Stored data

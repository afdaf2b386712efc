//! Error types for finfo

use std::io;
use std::path::{Path, PathBuf};

use thiserror::Error;

/// Errors raised while walking, inspecting or rendering a path.
#[derive(Debug, Error)]
pub enum FinfoError {
    #[error("cannot access '{}': No such file or directory", .0.display())]
    NotFound(PathBuf),

    #[error("cannot read '{}': Permission denied", .0.display())]
    PermissionDenied(PathBuf),

    #[error("invalid argument: {0}")]
    InvalidArgument(String),

    #[error("'{}': {source}", path.display())]
    Io {
        path: PathBuf,
        #[source]
        source: io::Error,
    },
}

impl FinfoError {
    /// Classify an I/O error raised for `path`.
    pub fn from_io(path: &Path, err: io::Error) -> Self {
        match err.kind() {
            io::ErrorKind::NotFound => FinfoError::NotFound(path.to_path_buf()),
            io::ErrorKind::PermissionDenied => FinfoError::PermissionDenied(path.to_path_buf()),
            _ => FinfoError::Io {
                path: path.to_path_buf(),
                source: err,
            },
        }
    }

    /// Short reason used for placeholder rows in tree output.
    pub fn reason(&self) -> String {
        match self {
            FinfoError::NotFound(_) => "no such file or directory".to_string(),
            FinfoError::PermissionDenied(_) => "permission denied".to_string(),
            FinfoError::InvalidArgument(msg) => msg.clone(),
            FinfoError::Io { source, .. } => source.to_string(),
        }
    }
}

pub type Result<T> = std::result::Result<T, FinfoError>;

#[cfg(test)]
mod tests {
    use super::*;

    #[test]
    fn test_from_io_maps_kinds() {
        let path = Path::new("/tmp/missing");
        let err = FinfoError::from_io(path, io::Error::from(io::ErrorKind::NotFound));
        assert!(matches!(err, FinfoError::NotFound(_)));

        let err = FinfoError::from_io(path, io::Error::from(io::ErrorKind::PermissionDenied));
        assert!(matches!(err, FinfoError::PermissionDenied(_)));
        assert_eq!(err.reason(), "permission denied");

        let err = FinfoError::from_io(path, io::Error::other("boom"));
        assert!(matches!(err, FinfoError::Io { .. }));
        assert_eq!(err.reason(), "boom");
    }

    #[test]
    fn test_not_found_message_names_path() {
        let err = FinfoError::NotFound(PathBuf::from("nope.txt"));
        assert_eq!(
            err.to_string(),
            "cannot access 'nope.txt': No such file or directory"
        );
    }
}
//! Side-by-side comparison of two files

use std::path::{Path, PathBuf};

use crate::error::{FinfoError, Result};
use crate::metadata::{ExtractorConfig, FileRecord, MetadataExtractor};

/// Overall outcome of a comparison.
#[derive(Debug, Clone, Copy, PartialEq, Eq)]
pub enum Verdict {
    Identical,
    /// Same size, different content
    SameSizeDifferentContent,
    Different,
    /// Content could not be hashed for at least one side
    Unknown,
}

/// Metadata of two files, checksummed, ready for display.
#[derive(Debug, Clone)]
pub struct Comparison {
    pub left: FileRecord,
    pub right: FileRecord,
}

impl Comparison {
    pub fn same_size(&self) -> bool {
        self.left.size() == self.right.size()
    }

    pub fn same_permissions(&self) -> bool {
        self.left.permissions() == self.right.permissions()
    }

    pub fn same_modified(&self) -> bool {
        self.left.modified_at() == self.right.modified_at()
    }

    /// Signed size difference, left minus right.
    pub fn size_delta(&self) -> i128 {
        self.left.size() as i128 - self.right.size() as i128
    }

    /// Whether the SHA-256 digests agree. `None` if either side is unhashed.
    pub fn same_checksum(&self) -> Option<bool> {
        match (self.left.checksums(), self.right.checksums()) {
            (Some(a), Some(b)) => Some(a.sha256 == b.sha256),
            _ => None,
        }
    }

    /// Digests side by side as `(label, left, right)`, one row per algorithm.
    pub fn checksum_rows(&self) -> Vec<(&'static str, &str, &str)> {
        match (self.left.checksums(), self.right.checksums()) {
            (Some(a), Some(b)) => a
                .labeled()
                .into_iter()
                .zip(b.labeled())
                .map(|((label, left), (_, right))| (label, left, right))
                .collect(),
            _ => Vec::new(),
        }
    }

    pub fn verdict(&self) -> Verdict {
        match self.same_checksum() {
            None => Verdict::Unknown,
            Some(true) if self.same_size() => Verdict::Identical,
            Some(false) if self.same_size() => Verdict::SameSizeDifferentContent,
            Some(_) => Verdict::Different,
        }
    }
}

/// Compare two regular files by metadata and checksum.
pub fn compare_files(left: &Path, right: &Path) -> Result<Comparison> {
    let extractor = MetadataExtractor::new(ExtractorConfig::basic(true));
    Ok(Comparison {
        left: file_record(&extractor, left)?,
        right: file_record(&extractor, right)?,
    })
}

fn file_record(extractor: &MetadataExtractor, path: &Path) -> Result<FileRecord> {
    // Compare what the path points at, like `cmp` does.
    let resolved = if path.is_symlink() {
        path.canonicalize()
            .map_err(|e| FinfoError::from_io(path, e))?
    } else {
        PathBuf::from(path)
    };

    let record = extractor.extract(&resolved, 0)?;
    if record.is_dir() {
        return Err(FinfoError::InvalidArgument(format!(
            "'{}' is a directory",
            path.display()
        )));
    }
    Ok(record)
}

▶ _Directions_
Write out the records in full, exactly as they appear above.

▶ _Answer_
repository afdaf2b386712efc
//! Error types for finfo

use std::io;
use std::path::{Path, PathBuf};

use thiserror::Error;

/// Errors raised while walking, inspecting or rendering a path.
#[derive(Debug, Error)]
pub enum FinfoError {
    #[error("cannot access '{}': No such file or directory", .0.display())]
    NotFound(PathBuf),

    #[error("cannot read '{}': Permission denied", .0.display())]
    PermissionDenied(PathBuf),

    #[error("invalid argument: {0}")]
    InvalidArgument(String),

    #[error("'{}': {source}", path.display())]
    Io {
        path: PathBuf,
        #[source]
        source: io::Error,
    },
}

impl FinfoError {
    /// Classify an I/O error raised for `path`.
    pub fn from_io(path: &Path, err: io::Error) -> Self {
        match err.kind() {
            io::ErrorKind::NotFound => FinfoError::NotFound(path.to_path_buf()),
            io::ErrorKind::PermissionDenied => FinfoError::PermissionDenied(path.to_path_buf()),
            _ => FinfoError::Io {
                path: path.to_path_buf(),
                source: err,
            },
        }
    }

    /// Short reason used for placeholder rows in tree output.
    pub fn reason(&self) -> String {
        match self {
            FinfoError::NotFound(_) => "no such file or directory".to_string(),
            FinfoError::PermissionDenied(_) => "permission denied".to_string(),
            FinfoError::InvalidArgument(msg) => msg.clone(),
            FinfoError::Io { source, .. } => source.to_string(),
        }
    }
}

pub type Result<T> = std::result::Result<T, FinfoError>;

#[cfg(test)]
mod tests {
    use super::*;

    #[test]
    fn test_from_io_maps_kinds() {
        let path = Path::new("/tmp/missing");
        let err = FinfoError::from_io(path, io::Error::from(io::ErrorKind::NotFound));
        assert!(matches!(err, FinfoError::NotFound(_)));

        let err = FinfoError::from_io(path, io::Error::from(io::ErrorKind::PermissionDenied));
        assert!(matches!(err, FinfoError::PermissionDenied(_)));
        assert_eq!(err.reason(), "permission denied");

        let err = FinfoError::from_io(path, io::Error::other("boom"));
        assert!(matches!(err, FinfoError::Io { .. }));
        assert_eq!(err.reason(), "boom");
    }

    #[test]
    fn test_not_found_message_names_path() {
        let err = FinfoError::NotFound(PathBuf::from("nope.txt"));
        assert_eq!(
            err.to_string(),
            "cannot access 'nope.txt': No such file or directory"
        );
    }
}
//! Side-by-side comparison of two files

use std::path::{Path, PathBuf};

use crate::error::{FinfoError, Result};
use crate::metadata::{ExtractorConfig, FileRecord, MetadataExtractor};

/// Overall outcome of a comparison.
#[derive(Debug, Clone, Copy, PartialEq, Eq)]
pub enum Verdict {
    Identical,
    /// Same size, different content
    SameSizeDifferentContent,
    Different,
    /// Content could not be hashed for at least one side
    Unknown,
}

/// Metadata of two files, checksummed, ready for display.
#[derive(Debug, Clone)]
pub struct Comparison {
    pub left: FileRecord,
    pub right: FileRecord,
}

impl Comparison {
    pub fn same_size(&self) -> bool {
        self.left.size() == self.right.size()
    }

    pub fn same_permissions(&self) -> bool {
        self.left.permissions() == self.right.permissions()
    }

    pub fn same_modified(&self) -> bool {
        self.left.modified_at() == self.right.modified_at()
    }

    /// Signed size difference, left minus right.
    pub fn size_delta(&self) -> i128 {
        self.left.size() as i128 - self.right.size() as i128
    }

    /// Whether the SHA-256 digests agree. `None` if either side is unhashed.
    pub fn same_checksum(&self) -> Option<bool> {
        match (self.left.checksums(), self.right.checksums()) {
            (Some(a), Some(b)) => Some(a.sha256 == b.sha256),
            _ => None,
        }
    }

    /// Digests side by side as `(label, left, right)`, one row per algorithm.
    pub fn checksum_rows(&self) -> Vec<(&'static str, &str, &str)> {
        match (self.left.checksums(), self.right.checksums()) {
            (Some(a), Some(b)) => a
                .labeled()
                .into_iter()
                .zip(b.labeled())
                .map(|((label, left), (_, right))| (label, left, right))
                .collect(),
            _ => Vec::new(),
        }
    }

    pub fn verdict(&self) -> Verdict {
        match self.same_checksum() {
            None => Verdict::Unknown,
            Some(true) if self.same_size() => Verdict::Identical,
            Some(false) if self.same_size() => Verdict::SameSizeDifferentContent,
            Some(_) => Verdict::Different,
        }
    }
}

/// Compare two regular files by metadata and checksum.
pub fn compare_files(left: &Path, right: &Path) -> Result<Comparison> {
    let extractor = MetadataExtractor::new(ExtractorConfig::basic(true));
    Ok(Comparison {
        left: file_record(&extractor, left)?,
        right: file_record(&extractor, right)?,
    })
}

fn file_record(extractor: &MetadataExtractor, path: &Path) -> Result<FileRecord> {
    // Compare what the path points at, like `cmp` does.
    let resolved = if path.is_symlink() {
        path.canonicalize()
            .map_err(|e| FinfoError::from_io(path, e))?
    } else {
        PathBuf::from(path)
    };

    let record = extractor.extract(&resolved, 0)?;
    if record.is_dir() {
        return Err(FinfoError::InvalidArgument(format!(
            "'{}' is a directory",
            path.display()
        )));
    }
    Ok(record)
}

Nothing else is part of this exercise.